在試驗中還觀察到不同基因型的香榧所要求的最佳培養基及對植物生長調節劑的敏感性均有所差異，莖段不定芽的再生能力也有較大差異。有的基因型榧樹還存在更易褐化的特點，如兩性榧、米榧和細榧7號、8號，即使附加質量分數0.08％的活性炭也較難控制其褐變。這可能是因為這些品種含有較多的酚類物質所致。王關林等在不同基因型槐樹的組織培養研究中也得到了類似的結果。

一般而言，植物的地上部分都具有向上生長的趨勢，植物頂端、梢端都是新生的幼嫩部分。但在香榧組織培養過程中出現的枝梢背地性生長的現象十分罕見。
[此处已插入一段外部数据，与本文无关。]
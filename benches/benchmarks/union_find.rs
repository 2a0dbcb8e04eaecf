use criterion::{criterion_group, Criterion};
use orgtree::{NodeIndex, UnionFind};

use crate::helpers::*;

// -----------------------------------------------------------------------------
// Benchmark functions
// -----------------------------------------------------------------------------

struct UnionChain {
    size: usize,
}
impl SizedBenchmark for UnionChain {
    fn name() -> &'static str {
        "union_find_chain"
    }

    fn sizes() -> &'static [usize] {
        &[1_000, 10_000, 100_000]
    }

    fn setup(size: usize) -> Self {
        Self { size }
    }

    fn run(&self) -> impl Sized {
        let mut sets = UnionFind::with_capacity(self.size);
        for i in 0..self.size {
            sets.make_set(NodeIndex::new(i));
        }
        for i in 1..self.size {
            sets.union(NodeIndex::new(i - 1), NodeIndex::new(i));
        }
        sets.find(NodeIndex::new(0))
    }
}

// -----------------------------------------------------------------------------
// Criterion definitions
// -----------------------------------------------------------------------------

criterion_group! {
    name = criterion_group;
    config = Criterion::default();
    targets =
        UnionChain::criterion,
}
分生組織從頂芽移位于根莖部，是由于組織培養中，生長環境的改變所致，還是由于激素對其影響所導致的變異，抑或是在植物的進化過程中，已經丟失的一種生物性狀，而在這種古老的樹種還有所保留，其機制值得進一步深入研究。

生長調節物質可改變植物離體再生的方向。對香榧而言，尋求合適的激素組成和配比，對提高離體再生頻率尤為重要。較低質量濃度的細胞分裂素，與適當質量濃度的生長素IBA和NAA配合使用，有利于香榧莖段不定芽的誘導。若生長素質量濃度高于1 mg／L則令其脫分化為愈傷組織。實驗成功獲得了完整植株，從莖段接種到植株生根歷時6個月，期間以植株生根所需時間較長，還需要進一步優化。

4 結論

香榧莖段的分化與生長不適于采用常規的組織培養條件，接種后前期3 d的4 ℃低溫處理、之后以400 lx的弱光照和18～22℃溫度培養，能有效地阻滯其褐變，是保證培養成功的關鍵因素。在適合的無機鹽、有機物以及激素質量濃度配比的培養基中，香榧莖段不定芽誘導率可達到55％，根的誘導率最高達到40％。